Raw Chop Salad with Olives and Feta

Try this Raw Chop Salad with Olives and Feta recipe.

Raw Chop Salad with Olives and Feta
Raw Chop Salad with Olives and Feta

Try this Raw Chop Salad with Olives and Feta recipe.

  • Preparing Time: 15 minutes
  • Total Time: 30 minutes
  • Served Person: 4
  • Carbohydrate 0.055134456804203 g
  • Cholesterol 0 mg
  • Fat 1.68750000072367 g
  • Fiber 0 g
  • Protein 0 g
  • Saturated Fat 0.233010000099924 g
  • Serving Size 1 1 Serving (8g)
  • Sodium 18.7503150399565 mg
  • Sugar 0.055134456804203 g
  • Trans Fat 0.0456975000195973 g
  • Calories 16 calories

Step-by-step

  • Chop all vegetables and place in a large serving bowl.
  • In a small bowl whisk together dressing ingredients.
  • Top with feta and olives.

My Go-To Raw Chop Salad: A Quick & Healthy Lunch

As a busy working mom, finding time to prepare healthy and delicious meals can be a real challenge. I often find myself rushing in the mornings, juggling work deadlines, and then scrambling to make something for dinner. That's why I've developed a love for quick and easy recipes, and this raw chop salad has become a staple in my lunch routine. It's incredibly versatile, customizable to whatever vegetables I have on hand, and unbelievably refreshing.

The beauty of this salad lies in its simplicity. No complicated techniques or obscure ingredients are required. It's all about fresh, vibrant flavors that come together beautifully. I usually start with a base of crisp lettuce, adding colorful peppers for sweetness and crunch. Then, I toss in some carrots and celery for added nutrition and a nice textural contrast. The olives bring a briny saltiness, perfectly balanced by the creamy feta cheese. Finally, a simple lemon-vinegar dressing ties everything together, creating a light and zesty flavor profile that leaves me feeling energized and satisfied.

I love how this salad can be easily adapted to suit my mood and the ingredients I have available. Sometimes, I'll add a handful of chopped nuts or seeds for extra protein and healthy fats. Other times, I might swap out the feta for a different cheese, or add some cooked chickpeas for a heartier meal. The possibilities are endless! What's really important is that it's a fantastic way to get a large serving of fresh vegetables into my diet, without sacrificing taste or convenience.

One of my favorite things about this salad is how easily it can be prepped ahead of time. I often chop all the vegetables on Sunday evening, storing them in airtight containers in the refrigerator. Then, during the week, I can simply assemble the salad in minutes, saving precious time during my busy lunch break. This makes healthy eating so much more accessible, even when life gets hectic.

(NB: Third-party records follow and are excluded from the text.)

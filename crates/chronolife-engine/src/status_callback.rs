//! Tick callback that logs the status line.
//!
//! After each generation this callback emits the configured status line
//! (`Current: n | Total: m | Living: k`) at info level. It also warns, once,
//! when the population dies out.

use chronolife_core::runner::{CallbackAbort, TickCallback};
use chronolife_types::{GenerationStatus, StatusFields};
use tracing::{info, warn};

/// Callback that logs a status line for every generation.
pub struct StatusCallback {
    fields: StatusFields,
    reported_extinct: bool,
}

impl StatusCallback {
    /// Create a callback rendering the given status fields.
    pub const fn new(fields: StatusFields) -> Self {
        Self {
            fields,
            reported_extinct: false,
        }
    }

    /// Whether an extinction has been reported.
    #[cfg(test)]
    pub const fn reported_extinct(&self) -> bool {
        self.reported_extinct
    }
}

impl TickCallback for StatusCallback {
    fn on_generation(&mut self, status: &GenerationStatus) -> Result<(), CallbackAbort> {
        info!(
            generation = status.current,
            living = status.living,
            "{}",
            status.status_line(self.fields)
        );

        if status.living == 0 && !self.reported_extinct {
            warn!(generation = status.current, "Population died out");
            self.reported_extinct = true;
        }
        Ok(())
    }
}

This recipe is more than just a lunch; it's a testament to the power of simple, wholesome ingredients. It's a reminder that healthy eating doesn't have to be complicated or time-consuming. With just a little planning and a handful of fresh vegetables, you can create a delicious and nutritious meal that fuels your body and satisfies your taste buds. So, the next time you're short on time but craving a healthy and refreshing meal, try this raw chop salad. You won't be disappointed!

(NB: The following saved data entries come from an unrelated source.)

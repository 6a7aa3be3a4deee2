//! Integration tests for the `chronolife-universe` public API.
//!
//! These exercise behavior that spans several modules: history navigation
//! combined with edits, plain-text and saved-record round trips, and the
//! clipboard and stamping operations under both boundary modes.

#![allow(
    clippy::unwrap_used,
    clippy::arithmetic_side_effects,
    clippy::missing_panics_doc,
    clippy::indexing_slicing
)]

use chronolife_types::{BoundaryMode, Region};
use chronolife_universe::{Pattern, SAVED_FORMAT, SavedUniverse, Universe, UniverseError};

const GLIDER: &str = ".O.\n..O\nOOO";

fn seeded(width: usize, height: usize, boundary: BoundaryMode, seed: u64) -> Universe {
    let mut universe = Universe::new(width, height, boundary).unwrap();
    universe.randomize(Some(seed));
    universe
}

// =============================================================================
// Determinism and navigation
// =============================================================================

#[test]
fn goto_matches_repeated_steps_for_both_boundaries() {
    for boundary in [BoundaryMode::Finite, BoundaryMode::Toroidal] {
        let mut stepped = seeded(12, 9, boundary, 2024);
        let mut jumped = stepped.clone();

        for _ in 0..10 {
            stepped.calculate_next_generation();
        }
        jumped.goto(jumped.current() + 10);

        assert_eq!(jumped.board(), stepped.board(), "{boundary}");
        assert_eq!(jumped.total_generations(), stepped.total_generations());
        for index in 0..stepped.total_generations() {
            assert_eq!(jumped.generation(index), stepped.generation(index));
        }
    }
}

#[test]
fn rewinding_never_changes_recorded_generations() {
    let mut universe = seeded(10, 10, BoundaryMode::Toroidal, 8);
    universe.goto(6);
    let snapshot: Vec<_> = universe.history().iter().cloned().collect();

    universe.goto(2);
    universe.step_back();
    universe.step_forward();
    universe.goto(6);

    let after: Vec<_> = universe.history().iter().cloned().collect();
    assert_eq!(snapshot, after);
}

#[test]
fn glider_returns_to_shape_on_torus() {
    let mut universe = Universe::new(8, 8, BoundaryMode::Toroidal).unwrap();
    universe.stamp(&Pattern::parse_block(GLIDER).unwrap(), 0, 0);
    let start = universe.board().clone();

    // A glider moves one cell diagonally every 4 generations, so 32 steps
    // on an 8x8 torus brings it home.
    universe.goto(32);
    assert_eq!(universe.board(), &start);
    assert_eq!(universe.total_living(), 5);
}

#[test]
fn glider_dies_against_finite_corner() {
    let mut universe = Universe::new(6, 6, BoundaryMode::Finite).unwrap();
    universe.stamp(&Pattern::parse_block(GLIDER).unwrap(), 0, 0);
    universe.goto(40);
    // The glider collapses into a block in the corner.
    assert_eq!(universe.total_living(), 4);
}

// =============================================================================
// Editing the present
// =============================================================================

#[test]
fn edit_in_past_then_goto_recomputes_from_edit() {
    let mut universe = seeded(10, 10, BoundaryMode::Finite, 77);
    universe.goto(5);
    universe.goto(2);

    let was_alive = universe.get(4, 4).unwrap();
    universe.set(4, 4, !was_alive);
    assert_eq!(universe.total_generations(), 3);

    let mut expected = Universe::from_board(universe.board().clone(), BoundaryMode::Finite);
    for _ in 0..3 {
        expected.calculate_next_generation();
    }
    universe.goto(5);
    assert_eq!(universe.board(), expected.board());
}

#[test]
fn click_cell_from_past_edits_newest_generation() {
    let mut universe = seeded(6, 6, BoundaryMode::Finite, 9);
    universe.goto(3);
    let newest_before = universe.board().clone();
    universe.goto(0);

    let toggled = universe.click_cell(1, 1).unwrap();
    assert_eq!(universe.current(), 3);
    assert_eq!(universe.total_generations(), 4);
    assert_eq!(newest_before.get(1, 1), Some(!toggled));
}

// =============================================================================
// Plain-text codec
// =============================================================================

#[test]
fn plain_text_round_trip_restores_board_and_header() {
    let original = seeded(7, 5, BoundaryMode::Finite, 31);
    let text = original.save_to_plain_text("Soup", "random soup\nseed 31");

    let mut loaded = Universe::new(1, 1, BoundaryMode::Finite).unwrap();
    let (name, description) = loaded.load_from_str(&text, false).unwrap();

    assert_eq!(name, "Soup");
    assert_eq!(description, "random soup seed 31");
    assert_eq!(loaded.board(), original.board());
    assert_eq!(loaded.total_generations(), 1);

    let resaved = loaded.save_to_plain_text(&name, &description);
    assert_eq!(resaved, text);
}

#[test]
fn malformed_load_leaves_universe_untouched() {
    let mut universe = seeded(5, 5, BoundaryMode::Finite, 4);
    universe.goto(2);
    let before = universe.clone();

    let empty: [&str; 0] = [];
    assert!(matches!(
        universe.load_from_file(&empty, false),
        Err(UniverseError::MalformedFile { .. })
    ));
    assert!(universe.load_from_file(&["!Name: header only"], true).is_err());
    assert_eq!(universe, before);
}

#[test]
fn import_overlays_without_resizing() {
    let mut universe = Universe::new(4, 4, BoundaryMode::Finite).unwrap();
    universe.set(3, 3, true);
    universe.set(0, 0, true);
    universe.calculate_next_generation();
    universe.goto(0);

    // Wider and taller than the board; the overhang is dropped.
    let lines = ["!Name: patch", ".O....", "O.....", "......", "......", "OOOOOO"];
    let (name, _) = universe.load_from_file(&lines, true).unwrap();

    assert_eq!(name, "patch");
    assert_eq!((universe.width(), universe.height()), (4, 4));
    assert!(!universe.get(0, 0).unwrap());
    assert!(universe.get(1, 0).unwrap());
    assert!(universe.get(0, 1).unwrap());
    assert!(!universe.get(3, 3).unwrap());
    assert_eq!(universe.total_generations(), 1, "changed import drops future");
}

#[test]
fn full_load_replaces_dimensions_and_history() {
    let mut universe = seeded(10, 10, BoundaryMode::Toroidal, 1);
    universe.goto(4);
    universe.load_from_str("OO.\nOO.", false).unwrap();
    assert_eq!((universe.width(), universe.height()), (3, 2));
    assert_eq!(universe.total_generations(), 1);
    assert_eq!(universe.total_living(), 4);
    assert!(universe.is_toroidal());
}

#[test]
fn cells_text_has_grid_only() {
    let (universe, name, _) =
        Universe::from_plain_text("!Name: dot\n!\n..\n.O\n", BoundaryMode::Finite).unwrap();
    assert_eq!(name, "dot");
    assert_eq!(universe.to_cells_text(), "..\n.O");
}

// =============================================================================
// Clipboard and stamping
// =============================================================================

#[test]
fn copy_then_paste_in_place_is_identity() {
    let mut universe = seeded(9, 9, BoundaryMode::Finite, 12);
    let before = universe.board().clone();
    let region = Region::new(2, 3, 4, 5);

    let pattern = universe.copy_region(region).unwrap();
    universe.paste(&pattern, region.x, region.y);
    assert_eq!(universe.board(), &before);
}

#[test]
fn cut_clears_region_and_returns_content() {
    let mut universe = seeded(9, 9, BoundaryMode::Finite, 13);
    let region = Region::new(1, 1, 3, 3);
    let copied = universe.copy_region(region).unwrap();

    let cut = universe.cut_region(region).unwrap();
    assert_eq!(cut, copied);
    for (dx, dy) in region.offsets() {
        let x = region.x + i64::try_from(dx).unwrap();
        let y = region.y + i64::try_from(dy).unwrap();
        assert!(!universe.get(x, y).unwrap());
    }
}

#[test]
fn empty_region_is_rejected() {
    let universe = Universe::new(4, 4, BoundaryMode::Finite).unwrap();
    assert!(matches!(
        universe.copy_region(Region::new(0, 0, 0, 2)),
        Err(UniverseError::InvalidDimension { .. })
    ));
}

#[test]
fn copy_past_finite_edge_reads_dead() {
    let mut universe = Universe::new(3, 3, BoundaryMode::Finite).unwrap();
    universe.set(2, 2, true);
    let pattern = universe.copy_region(Region::new(2, 2, 2, 2)).unwrap();
    assert_eq!(pattern.to_block(), "O.\n..");
}

#[test]
fn stamp_past_edge_culls_or_wraps() {
    let glider = Pattern::parse_block(GLIDER).unwrap();

    let mut flat = Universe::new(5, 5, BoundaryMode::Finite).unwrap();
    flat.stamp(&glider, 3, 3);
    // Only the top cell lands on the board; the rest hang off the edges.
    assert_eq!(flat.total_living(), 1);
    assert!(flat.get(4, 3).unwrap());

    let mut ring = Universe::new(5, 5, BoundaryMode::Toroidal).unwrap();
    ring.stamp(&glider, 3, 3);
    assert_eq!(ring.total_living(), 5);
    assert!(ring.get(4, 3).unwrap());
    assert!(ring.get(0, 4).unwrap());
    assert!(ring.get(3, 0).unwrap());
    assert!(ring.get(4, 0).unwrap());
    assert!(ring.get(0, 0).unwrap());
}

#[test]
fn stamp_leaves_dead_pattern_cells_alone() {
    let mut universe = Universe::new(3, 3, BoundaryMode::Finite).unwrap();
    for x in 0..3 {
        for y in 0..3 {
            universe.set(x, y, true);
        }
    }
    universe.stamp(&Pattern::parse_block(GLIDER).unwrap(), 0, 0);
    assert_eq!(universe.total_living(), 9);

    universe.paste(&Pattern::parse_block(GLIDER).unwrap(), 0, 0);
    assert_eq!(universe.total_living(), 5);
}

// =============================================================================
// Saved records
// =============================================================================

#[test]
fn saved_record_with_history_restores_cursor() {
    let mut universe = seeded(6, 4, BoundaryMode::Toroidal, 55);
    universe.goto(5);
    universe.goto(3);

    let saved = universe.to_saved("run", "with history", true);
    assert_eq!(saved.format, SAVED_FORMAT);
    assert_eq!(saved.generations.len(), 6);
    assert_eq!(saved.current, 3);

    let json = saved.to_json().unwrap();
    let restored = Universe::from_saved(&SavedUniverse::from_json(&json).unwrap()).unwrap();
    assert_eq!(restored, universe);
}

#[test]
fn saved_record_without_history_keeps_viewed_board() {
    let mut universe = seeded(6, 4, BoundaryMode::Finite, 56);
    universe.goto(4);
    universe.goto(2);

    let saved = universe.to_saved("run", "", false);
    assert_eq!(saved.generations.len(), 1);
    assert_eq!(saved.current, 0);

    let restored = Universe::from_saved(&saved).unwrap();
    assert_eq!(restored.board(), universe.board());
    assert_eq!(restored.total_generations(), 1);
    assert!(!restored.is_toroidal());
}

#[test]
fn saved_record_with_bad_cursor_is_malformed() {
    let universe = seeded(3, 3, BoundaryMode::Finite, 57);
    let mut saved = universe.to_saved("", "", true);
    saved.current = 4;
    assert!(matches!(
        Universe::from_saved(&saved),
        Err(UniverseError::MalformedFile { .. })
    ));

    saved.current = 0;
    saved.generations.clear();
    assert!(Universe::from_saved(&saved).is_err());
}

#[test]
fn saved_record_with_huge_width_is_malformed() {
    let universe = seeded(1, 1, BoundaryMode::Finite, 58);
    let mut saved = universe.to_saved("", "", true);
    saved.width = 1usize << 62;
    saved.generations = vec![vec![String::from("O")]];
    assert!(matches!(
        Universe::from_saved(&saved),
        Err(UniverseError::MalformedFile { .. })
    ));
}

#[test]
fn description_that_looks_like_a_name_survives_reload() {
    let mut universe = seeded(3, 3, BoundaryMode::Finite, 59);
    let text = universe.save_to_plain_text("Real", "Name: trick");
    let (name, description) = universe.load_from_str(&text, false).unwrap();
    assert_eq!(name, "Real");
    assert_eq!(description, "Name: trick");
}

Beyond its convenience, this salad has become a source of creativity in the kitchen. It’s a blank canvas for experimentation. I encourage you to try different combinations of vegetables, cheeses, and dressings to discover your own perfect version. The most rewarding part is the sheer satisfaction of knowing you’ve created a healthy and delicious meal from scratch, a small act of self-care amidst the chaos of daily life.

Tips and Variations:

  • Add protein: Grilled chicken, chickpeas, or hard-boiled eggs would make this a more substantial meal.
  • Spice it up: Add a pinch of red pepper flakes for a little heat.
  • Make it creamy: Add a dollop of avocado or Greek yogurt to the dressing for extra creaminess.
  • Customize your veggies: Use whatever vegetables you have on hand – cucumbers, bell peppers, tomatoes, etc., all work great.
  • Make it ahead: Chop the vegetables in advance and store them separately in airtight containers in the refrigerator for quick assembly later in the week.

Enjoy this simple yet satisfying salad! Let me know in the comments if you try it and how you customize it to your liking.